Public-Private Key Cryptography Re-examined
Let’s do a free form thought experiment to learn about some central software security concepts.
- What “proving possession” is and how to prove it. I.e. how do you know you are talking to who you think you are talking to?
- What is a “challenge”?
- What “signing” is, how to sign something, and how to verify that someone specific signed something.
- What TLS is and how it works (including mutual TLS).
- What a certificate authority (CA) is. How to verify certificates with a CA.
- What HTTPS is and how it works.
Public-Private Key Pair
Let’s start with an axiom: anything encrypted with a public key can only be decrypted with the corresponding private key, and vice versa. We won’t get into the math (because I don’t know it lmao).
Proving Possession
You (A) want to establish a communication channel with some entity B. How do you verify that it is really B that you are communicating with? You have B’s public key (you know who you want to communicate with), you issue “him” (person claiming to be B) a challenge, and he uses his private key to solve the challenge. Now you know it’s really B.
sequenceDiagram
participant A
participant B
A->>B: Challenge
B->>A: Response
Note right of B: B used his private key to solve the challenge
A->>A: Verify
Note right of A: A verifies the challenge was correctly solved
Essentially, someone can prove they are B by knowing something only B would know (his private key). The challenge is to prove he has the private key.

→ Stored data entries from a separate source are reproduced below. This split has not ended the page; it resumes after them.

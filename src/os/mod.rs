//! OS window boundary for underlay
//!
//! Everything the host needs from the platform window manager is expressed
//! by the [`WindowSystem`] trait: raw window lookups, top-level enumeration,
//! reparenting and repaint primitives. The Windows implementation lives in
//! [`windows`]; other platforms get a no-op stub so the crate builds and
//! tests everywhere.

#[cfg(windows)]
pub mod windows;

#[cfg(windows)]
pub use self::windows::Win32WindowSystem as NativeWindowSystem;

#[cfg(not(windows))]
pub mod stub;

#[cfg(not(windows))]
pub use stub::StubWindowSystem as NativeWindowSystem;

#[cfg(test)]
mod tests;

use async_trait::async_trait;

/// Opaque top-level window identifier issued by the OS window manager.
///
/// Handles are never allocated or freed here, only read and passed through.
/// Zero is the conventional "no window" sentinel at the OS boundary; code
/// above the boundary converts it to an `Option` via
/// [`non_null`](WindowHandle::non_null).
#[derive(Debug, Clone, Copy, PartialEq, Eq, Hash, Default)]
pub struct WindowHandle(isize);

impl WindowHandle {
    /// The zero sentinel ("no window").
    pub const NULL: WindowHandle = WindowHandle(0);

    /// Wrap a raw OS handle value.
    pub const fn from_raw(raw: isize) -> Self {
        Self(raw)
    }

    /// The raw OS handle value.
    pub const fn as_raw(self) -> isize {
        self.0
    }

    /// Whether this is the zero sentinel.
    pub const fn is_null(self) -> bool {
        self.0 == 0
    }

    /// `None` when this is the zero sentinel.
    pub fn non_null(self) -> Option<WindowHandle> {
        if self.is_null() {
            None
        } else {
            Some(self)
        }
    }
}

/// Platform window-manager primitives the host is written against.
///
/// Implementations never surface platform errors through this trait:
/// lookups that find nothing return [`WindowHandle::NULL`] and boolean
/// operations report failure as `false`, so callers degrade instead of
/// aborting.
#[async_trait]
pub trait WindowSystem: Send + Sync {
    /// Look up a top-level window by class name and optional title.
    async fn find_window(&self, class_name: &str, window_name: Option<&str>) -> WindowHandle;

    /// Look up a child of `parent` (the desktop when null), starting the
    /// search after `after_child`.
    async fn find_child_window(
        &self,
        parent: WindowHandle,
        after_child: WindowHandle,
        class_name: &str,
        window_name: Option<&str>,
    ) -> WindowHandle;

    /// Invoke `visitor` once per current top-level window, in stacking
    /// order. Returning `false` stops the walk. The visitor is only live
    /// for the duration of this call.
    fn enumerate_top_level_windows(&self, visitor: &mut dyn FnMut(WindowHandle) -> bool);

    /// Post a message to `target` without waiting for it to be processed.
    async fn post_message(
        &self,
        target: WindowHandle,
        message: u32,
        wparam: usize,
        lparam: isize,
    ) -> bool;

    /// Reparent `child` under `new_parent`; the null handle restores
    /// top-level status. Returns the previous parent, null on failure.
    async fn set_parent(&self, child: WindowHandle, new_parent: WindowHandle) -> WindowHandle;

    /// Mark the whole client area of `window` dirty.
    async fn invalidate_region(&self, window: WindowHandle, erase: bool) -> bool;

    /// Request an immediate synchronous repaint of `window`'s dirty region.
    async fn update_window(&self, window: WindowHandle) -> bool;

    /// Broadcast a system parameter change to every top-level window.
    async fn broadcast_system_parameter_change(&self, action: u32, flag: u32) -> bool;
}
//! Host configuration.
//!
//! Plain serde structs with defaulted fields plus JSON file storage. Only
//! tuning knobs live here; the shell protocol constants (class names,
//! message payloads, broadcast parameters) are fixed and not configurable.

mod storage;

#[cfg(test)]
mod tests;

pub use storage::{default_config_path, ConfigError, ConfigResult};

use std::time::Duration;

use serde::{Deserialize, Serialize};

use crate::desktop::RetryPolicy;
use crate::logging::LoggingConfig;

/// Top-level host configuration.
#[derive(Debug, Clone, Serialize, Deserialize, Default)]
pub struct HostConfig {
    /// Surface resolution tuning.
    #[serde(default)]
    pub resolver: ResolverConfig,

    /// Logging preferences.
    #[serde(default)]
    pub logging: LoggingConfig,
}

/// Tuning for the surface resolver's polling fallback.
#[derive(Debug, Clone, PartialEq, Eq, Serialize, Deserialize)]
pub struct ResolverConfig {
    /// Maximum direct-lookup attempts before giving up.
    #[serde(default = "default_max_attempts")]
    pub max_attempts: u32,

    /// Pause between failed attempts, in milliseconds.
    #[serde(default = "default_poll_interval_ms")]
    pub poll_interval_ms: u64,
}

fn default_max_attempts() -> u32 {
    10
}

fn default_poll_interval_ms() -> u64 {
    100
}

impl Default for ResolverConfig {
    fn default() -> Self {
        Self {
            max_attempts: default_max_attempts(),
            poll_interval_ms: default_poll_interval_ms(),
        }
    }
}

impl From<&ResolverConfig> for RetryPolicy {
    fn from(config: &ResolverConfig) -> Self {
        Self {
            max_attempts: config.max_attempts,
            poll_interval: Duration::from_millis(config.poll_interval_ms),
        }
    }
}

impl HostConfig {
    /// Check invariants that serde cannot express.
    pub fn validate(&self) -> ConfigResult<()> {
        if self.resolver.max_attempts == 0 {
            return Err(ConfigError::Invalid(
                "resolver.max_attempts must be at least 1".to_string(),
            ));
        }
        Ok(())
    }
}
//! Error types for underlay
//!
//! The resolution and mounting path never fails: missing windows degrade to
//! null handles that propagate as no-ops. These types cover the fallible
//! ambient surfaces, configuration IO and logging setup.

use thiserror::Error;

/// Result type alias for underlay operations
pub type Result<T> = std::result::Result<T, UnderlayError>;

/// Main error type for underlay
#[derive(Error, Debug)]
pub enum UnderlayError {
    #[error("Configuration error: {0}")]
    Config(#[from] crate::config::ConfigError),

    #[error("Logging error: {0}")]
    Logging(#[from] crate::logging::LoggingError),

    #[error("IO error: {0}")]
    Io(#[from] std::io::Error),
}

#[cfg(test)]
mod tests {
    use super::*;
    use crate::config::ConfigError;

    #[test]
    fn conversions_preserve_the_message() {
        let err: UnderlayError = ConfigError::Invalid("bad knob".to_string()).into();
        assert!(err.to_string().contains("bad knob"));

        let err: UnderlayError =
            std::io::Error::new(std::io::ErrorKind::NotFound, "gone").into();
        assert!(matches!(err, UnderlayError::Io(_)));
    }
}
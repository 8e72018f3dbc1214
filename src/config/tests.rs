//! Tests for configuration defaults, validation and storage.

use std::time::Duration;

use proptest::prelude::*;

use crate::config::{default_config_path, ConfigError, HostConfig, ResolverConfig};
use crate::desktop::RetryPolicy;

#[test]
fn defaults_match_the_retry_policy() {
    let config = ResolverConfig::default();
    assert_eq!(config.max_attempts, 10);
    assert_eq!(config.poll_interval_ms, 100);
    assert_eq!(RetryPolicy::from(&config), RetryPolicy::default());
}

#[test]
fn partial_json_fills_defaults() {
    let config: HostConfig =
        serde_json::from_str(r#"{"resolver":{"max_attempts":3}}"#).expect("parse");
    assert_eq!(config.resolver.max_attempts, 3);
    assert_eq!(config.resolver.poll_interval_ms, 100);
}

#[test]
fn empty_json_is_all_defaults() {
    let config: HostConfig = serde_json::from_str("{}").expect("parse");
    assert_eq!(config.resolver, ResolverConfig::default());
}

#[test]
fn validate_rejects_zero_attempts() {
    let mut config = HostConfig::default();
    config.resolver.max_attempts = 0;
    assert!(matches!(config.validate(), Err(ConfigError::Invalid(_))));
}

#[test]
fn default_path_is_under_the_app_directory() {
    let path = default_config_path();
    assert!(path.ends_with("underlay/config.json"));
}

#[tokio::test]
async fn save_and_load_round_trip() {
    let dir = tempfile::tempdir().expect("tempdir");
    let path = dir.path().join("config.json");

    let mut config = HostConfig::default();
    config.resolver.max_attempts = 7;
    config.resolver.poll_interval_ms = 50;
    config.save(&path).await.expect("save");

    let loaded = HostConfig::load(&path).await.expect("load");
    assert_eq!(loaded.resolver, config.resolver);
}

#[tokio::test]
async fn load_missing_file_is_not_found() {
    let dir = tempfile::tempdir().expect("tempdir");
    let path = dir.path().join("missing.json");

    assert!(matches!(
        HostConfig::load(&path).await,
        Err(ConfigError::NotFound(_))
    ));
    let fallback = HostConfig::load_or_default(&path).await.expect("fallback");
    assert_eq!(fallback.resolver, ResolverConfig::default());
}

#[tokio::test]
async fn save_rejects_invalid_configuration() {
    let dir = tempfile::tempdir().expect("tempdir");
    let path = dir.path().join("config.json");

    let mut config = HostConfig::default();
    config.resolver.max_attempts = 0;
    assert!(config.save(&path).await.is_err());
    assert!(!path.exists());
}

proptest! {
    /// Converting a resolver config to a retry policy preserves both
    /// fields exactly.
    #[test]
    fn retry_policy_conversion_preserves_fields(
        max_attempts in 1u32..1000,
        poll_interval_ms in 0u64..10_000
    ) {
        let config = ResolverConfig { max_attempts, poll_interval_ms };
        let policy = RetryPolicy::from(&config);
        prop_assert_eq!(policy.max_attempts, max_attempts);
        prop_assert_eq!(policy.poll_interval, Duration::from_millis(poll_interval_ms));
    }
}
//! Single-shot multi-provider fan-out with voting, fingerprint caching, and
//! in-flight deduplication (spec.md §4.F).

pub mod decision_cache;
pub mod dedup;
pub mod orchestrator;
pub mod voting;

pub use decision_cache::DecisionCache;
pub use dedup::{Attach, InFlightGuard};
pub use orchestrator::{EnsembleConfig, EnsembleOrchestrator};
pub use voting::{vote, Candidate, VoteOutcome, VotingStrategy};
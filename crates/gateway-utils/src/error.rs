use std::fmt;

/// Error surface for the OAuth credential runtime and its supporting
/// plumbing. Kept as a `thiserror`-derived enum — the teacher's
/// `querymt-utils` crate (the higher-level orchestration side of the
/// codebase, as opposed to `querymt::error::LLMError`'s manual impls) uses
/// `thiserror` throughout, and this crate sits at the same layer.
#[derive(Debug, thiserror::Error)]
pub enum UtilsError {
    #[error("io error: {0}")]
    Io(String),

    #[error("invalid credential file: {0}")]
    Json(#[from] serde_json::Error),

    #[error("http error talking to refresh endpoint: {0}")]
    Http(#[from] reqwest::Error),

    #[error("refresh token expired or invalid; re-auth required")]
    RefreshRequired,

    #[error("refresh attempted within minRefreshInterval; rejected")]
    RateLimited,

    #[error("no cached or refreshable credentials for provider `{0}`")]
    NoCredentials(String),

    #[error("CLI fallback refresh failed: {0}")]
    CliFallback(String),

    #[error("{0}")]
    Other(String),
}

impl UtilsError {
    pub fn other(msg: impl fmt::Display) -> Self {
        UtilsError::Other(msg.to_string())
    }
}
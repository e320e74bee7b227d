use gateway_core::ProviderId;
use serde::{Deserialize, Serialize};
use std::time::Duration;

/// Role a participant plays in a debate round (spec.md §3 Participant).
#[derive(Debug, Clone, Copy, PartialEq, Eq, Serialize, Deserialize)]
#[serde(rename_all = "snake_case")]
pub enum Role {
    Analyst,
    Proposer,
    Critic,
    Synthesizer,
    Mediator,
}

/// `{role, providerRef, modelRef, weight, maxRounds, timeout}` (spec.md §3).
#[derive(Debug, Clone, Serialize, Deserialize)]
pub struct Participant {
    pub id: String,
    pub role: Role,
    pub provider_ref: ProviderId,
    pub model_ref: String,
    pub weight: f64,
    pub max_retries: u32,
    #[serde(with = "duration_millis")]
    pub timeout: Duration,
}

mod duration_millis {
    use serde::{Deserialize, Deserializer, Serialize, Serializer};
    use std::time::Duration;

    pub fn serialize<S: Serializer>(d: &Duration, s: S) -> Result<S::Ok, S::Error> {
        (d.as_millis() as u64).serialize(s)
    }

    pub fn deserialize<'de, D: Deserializer<'de>>(d: D) -> Result<Duration, D::Error> {
        Ok(Duration::from_millis(u64::deserialize(d)?))
    }
}

/// One participant's outcome within a round (spec.md §3 Round.responses[]).
#[derive(Debug, Clone, Serialize, Deserialize)]
pub struct RoundResponse {
    pub participant_id: String,
    pub content: String,
    pub confidence: f64,
    pub quality_score: f64,
    pub latency_ms: u64,
    pub error: Option<String>,
}

/// `{number, responses[]}` (spec.md §3 Round).
#[derive(Debug, Clone, Default, Serialize, Deserialize)]
pub struct Round {
    pub number: u32,
    pub responses: Vec<RoundResponse>,
}

impl Round {
    pub fn response_for(&self, participant_id: &str) -> Option<&RoundResponse> {
        self.responses.iter().find(|r| r.participant_id == participant_id && r.error.is_none())
    }
}

/// `{achieved, confidence, finalPosition, keyPoints[], disagreements[]}`
/// (spec.md §4.G "Consensus production").
#[derive(Debug, Clone, Serialize, Deserialize)]
pub struct Consensus {
    pub achieved: bool,
    pub confidence: f64,
    pub final_position: String,
    pub key_points: Vec<String>,
    pub disagreements: Vec<String>,
}

#[derive(Debug, Clone, Copy, PartialEq, Eq, Serialize, Deserialize)]
#[serde(rename_all = "snake_case")]
pub enum DebateStatus {
    Created,
    Running,
    Completed,
    Failed,
    Cancelled,
}

/// `{id, topic, participants[], status, rounds[], consensus?, createdAt,
/// completedAt?}` (spec.md §3 Debate). Invariant: `consensus` is `Some` iff
/// `status == Completed` — enforced by [`super::orchestrator`], never set
/// directly by callers.
#[derive(Debug, Clone, Serialize, Deserialize)]
pub struct Debate {
    pub id: String,
    pub topic: String,
    pub participants: Vec<Participant>,
    pub status: DebateStatus,
    pub rounds: Vec<Round>,
    pub consensus: Option<Consensus>,
    pub failure_reason: Option<String>,
    pub created_at_ms: i64,
    pub completed_at_ms: Option<i64>,
}

impl Debate {
    pub fn new(id: String, topic: String, participants: Vec<Participant>, created_at_ms: i64) -> Self {
        Self {
            id,
            topic,
            participants,
            status: DebateStatus::Created,
            rounds: Vec::new(),
            consensus: None,
            failure_reason: None,
            created_at_ms,
            completed_at_ms: None,
        }
    }

    pub fn participant(&self, id: &str) -> Option<&Participant> {
        self.participants.iter().find(|p| p.id == id)
    }
}
#[cfg(test)]
mod tests {
    use super::*;
    use async_trait::async_trait;
    use gateway_core::{ChatMessage, ProviderKind, ProviderSpec};

    struct StubProvider {
        spec: ProviderSpec,
        content: String,
        confidence: f32,
    }

    #[async_trait]
    impl gateway_core::Provider for StubProvider {
        fn spec(&self) -> &ProviderSpec {
            &self.spec
        }

        async fn complete(&self, _req: &ChatCompletionRequest) -> Result<ChatResponse, GatewayError> {
            Ok(ChatResponse { content: self.content.clone(), usage: None, confidence: Some(self.confidence) })
        }

        async fn stream_complete(&self, _req: &ChatCompletionRequest) -> Result<BoxStream<'static, StreamChunk>, GatewayError> {
            Ok(Box::pin(futures::stream::empty()))
        }
    }

    fn request() -> ChatCompletionRequest {
        ChatCompletionRequest {
            messages: vec![ChatMessage::user("hi")],
            model: "any".into(),
            temperature: 1.0,
            max_tokens: None,
            tools: vec![],
            system: None,
            stream: false,
        }
    }

    fn spec(id: &str) -> ProviderSpec {
        ProviderSpec { id: gateway_core::ProviderId(id.into()), kind: ProviderKind::ApiKey, models: vec!["m".into()], capabilities: CapabilitySet::EMPTY }
    }

    struct StreamStub {
        spec: ProviderSpec,
        chunks: Vec<String>,
        fail: bool,
    }

    #[async_trait]
    impl gateway_core::Provider for StreamStub {
        fn spec(&self) -> &ProviderSpec {
            &self.spec
        }

        async fn complete(&self, _req: &ChatCompletionRequest) -> Result<ChatResponse, GatewayError> {
            Ok(ChatResponse { content: self.chunks.join(""), usage: None, confidence: Some(0.5) })
        }

        async fn stream_complete(&self, _req: &ChatCompletionRequest) -> Result<BoxStream<'static, StreamChunk>, GatewayError> {
            if self.fail {
                return Err(GatewayError::Transient("stream unavailable".into()));
            }
            let mut chunks: Vec<StreamChunk> = self.chunks.iter().enumerate().map(|(i, c)| StreamChunk::text(i as u64, c.clone())).collect();
            chunks.push(StreamChunk::done(chunks.len() as u64));
            Ok(Box::pin(futures::stream::iter(chunks)))
        }
    }

    async fn collect_text(mut stream: BoxStream<'static, StreamChunk>) -> String {
        let mut text = String::new();
        while let Some(chunk) = stream.next().await {
            if chunk.kind == StreamChunkKind::Text {
                text.push_str(&chunk.content);
            }
        }
        text
    }

    #[tokio::test]
    async fn happy_path_selects_highest_scored_provider() {
        let events = EventBus::new(10, Duration::from_millis(50));
        let registry = Arc::new(ProviderRegistry::new(events.clone()));

        for (id, content, score) in [("a", "alpha", 9.0), ("b", "beta", 8.0), ("c", "gamma", 7.0)] {
            let content = content.to_string();
            let factory: crate::provider_runtime::ProviderFactory =
                Arc::new(move || Ok(Arc::new(StubProvider { spec: spec("x"), content: content.clone(), confidence: 0.9 }) as Arc<dyn gateway_core::Provider>));
            registry.register(gateway_core::ProviderId(id.into()), CapabilitySet::EMPTY, factory, crate::provider_runtime::CircuitBreakerConfig::default());
            let handle = registry.get_handle(&gateway_core::ProviderId(id.into())).unwrap();
            handle.score.lock().observe(score);
        }

        let orchestrator = EnsembleOrchestrator::new(registry, events, WorkerPool::new(4, 16), EnsembleConfig::default());
        let outcome = orchestrator.complete(&request()).await.unwrap();
        assert_eq!(outcome.selected_provider_id.0, "a");
    }

    #[tokio::test]
    async fn identical_requests_share_one_in_flight_build() {
        let events = EventBus::new(10, Duration::from_millis(50));
        let registry = Arc::new(ProviderRegistry::new(events.clone()));
        let factory: crate::provider_runtime::ProviderFactory =
            Arc::new(|| Ok(Arc::new(StubProvider { spec: spec("x"), content: "hi".into(), confidence: 0.5 }) as Arc<dyn gateway_core::Provider>));
        registry.register(gateway_core::ProviderId("a".into()), CapabilitySet::EMPTY, factory, crate::provider_runtime::CircuitBreakerConfig::default());

        let orchestrator = Arc::new(EnsembleOrchestrator::new(registry, events, WorkerPool::new(4, 16), EnsembleConfig::default()));
        let req = request();
        let (r1, r2) = tokio::join!(orchestrator.complete(&req), orchestrator.complete(&req));
        assert_eq!(r1.unwrap().selected_provider_id.0, r2.unwrap().selected_provider_id.0);
    }

    #[tokio::test]
    async fn complete_stream_buffers_primary_providers_text() {
        let events = EventBus::new(10, Duration::from_millis(50));
        let registry = Arc::new(ProviderRegistry::new(events.clone()));
        let factory: crate::provider_runtime::ProviderFactory =
            Arc::new(|| Ok(Arc::new(StreamStub { spec: spec("a"), chunks: vec!["hello ".into(), "world.".into()], fail: false }) as Arc<dyn gateway_core::Provider>));
        registry.register(gateway_core::ProviderId("a".into()), CapabilitySet::EMPTY, factory, crate::provider_runtime::CircuitBreakerConfig::default());

        let orchestrator = EnsembleOrchestrator::new(registry, events, WorkerPool::new(4, 16), EnsembleConfig::default());
        let stream = orchestrator.complete_stream(&request()).await.unwrap();
        assert_eq!(collect_text(stream).await, "hello world.");
    }

    #[tokio::test]
    async fn complete_stream_fails_over_before_first_chunk() {
        let events = EventBus::new(10, Duration::from_millis(50));
        let registry = Arc::new(ProviderRegistry::new(events.clone()));

        let failing: crate::provider_runtime::ProviderFactory =
            Arc::new(|| Ok(Arc::new(StreamStub { spec: spec("a"), chunks: vec![], fail: true }) as Arc<dyn gateway_core::Provider>));
        registry.register(gateway_core::ProviderId("a".into()), CapabilitySet::EMPTY, failing, crate::provider_runtime::CircuitBreakerConfig::default());
        registry.get_handle(&gateway_core::ProviderId("a".into())).unwrap().score.lock().observe(9.0);

        let healthy: crate::provider_runtime::ProviderFactory =
            Arc::new(|| Ok(Arc::new(StreamStub { spec: spec("b"), chunks: vec!["ok".into()], fail: false }) as Arc<dyn gateway_core::Provider>));
        registry.register(gateway_core::ProviderId("b".into()), CapabilitySet::EMPTY, healthy, crate::provider_runtime::CircuitBreakerConfig::default());
        registry.get_handle(&gateway_core::ProviderId("b".into())).unwrap().score.lock().observe(5.0);

        let orchestrator = EnsembleOrchestrator::new(registry, events, WorkerPool::new(4, 16), EnsembleConfig::default());
        let stream = orchestrator.complete_stream(&request()).await.unwrap();
        assert_eq!(collect_text(stream).await, "ok");
    }
}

Let’s dive in a little. There are two main ways to do this challenge. Let me explain via diagrams. Less words more diagrams :).
sequenceDiagram
participant A
participant B
A->>B: Challenge
Note right of B: A's challenge is a random string encrypted with B's public key
B->>A: Response
Note right of B: B decrypts it with his private key, returns the original random string
A->>A: Verify
Note right of A: A verifies he got back the same random string he sent
By the way, this whole thing is called “proving possession”. This is how you can prove that someone possesses the private key corresponding to a public key.
Here’s a second way to do a challenge.
sequenceDiagram
participant A
participant B
A->>B: Challenge
Note right of B: A generates a random string, Asks B to sign it with his private key
B->>A: Response
Note right of B: B signs the random string with his private key
A->>A: Verify
Note right of A: A decrypts the signature using B's public key, sees if original string is there
So, you start with a random string S, B encrypts (transforms) it with his private key into S’. You transform S’ using B’s public key and you get back S, thus possession is proven.
graph LR
S -->|transform with B's private key| S'
S' -->|transform with B's public key| S
Signing
When you want to sign a message, you create a hash of the message and then encrypt the hash with your private key. This (the encrypted hash) is called the signature of the message (it is included with the message).
When someone wants to verify that it was you (A) who signed it. They will take your public key and decrypt the signature. If the decrypted hash matches the hash of the message, then it was indeed you who signed it.
graph TD
Hash -->|transform with private key| Signature
Signature -->|transform with public key| Hash'
Hash' --> C{Same as original hash?}
C -->|yes| Verified
C -->|no| NotVerified
Signing a message is done with a private key. Verification is done with a public key.
TLS
TLS is when you want to establish a secure communication channel over an insecure network.
Goes back to what we started with. If you are A and you want to talk to B. You need to verify that it is really B you are talking to (“proving possession” via a challenge).
Once you have verified B’s identity, you need to establish a secure communication channel. You do this by agreeing on a symmetric key (a key that both A and B know). This symmetric key is then used to encrypt all communication between A and B.
A symmetric key is a key that can be used to both encrypt and decrypt a message.
The actual technology of the channel can be anything, though often it is a TCP connection.
Certificates and Certificate Authorities
One caveat - in TLS, the server presents a “certificate” to the client. This certificate contains the server’s public key (as well as some “claims”/”roles”). This certificate is signed by a 3rd party, called a certificate authority (CA).
You 1) verify validity of the certificate (check if it’s signed by a trusted CA) 2) verify that server identity is who is stated on the cert (the public key stated in the cert). 1 is done by verifying the signature on the certificate presented (that it is the signiture of the CA). 2 is done by a challenge.
The purpose of the certificate is to bind the public key to certain things like the identity, permissions, and other attributes of the entity it represents.
Mutual TLS
In non mutual TLS, only one entity (generally called the “server”) is authenticated (proves identity, proves possession). In mutual TLS, both entities (the “client” and the “server”) authenticate each other.
You can imagine how this works. Both have certificates issues by a CA. Both exchange certificates with one another. Both verify the other’s certificate using the CA.
Verifying a certificate means checking that it was signed by a CA.
HTTPS
HTTPS is simply HTTP over a TLS (TCP) socket. That’s it! Short and sweet :).
This is the benefit of learning fundamentals well, higher level concepts barely add anything new!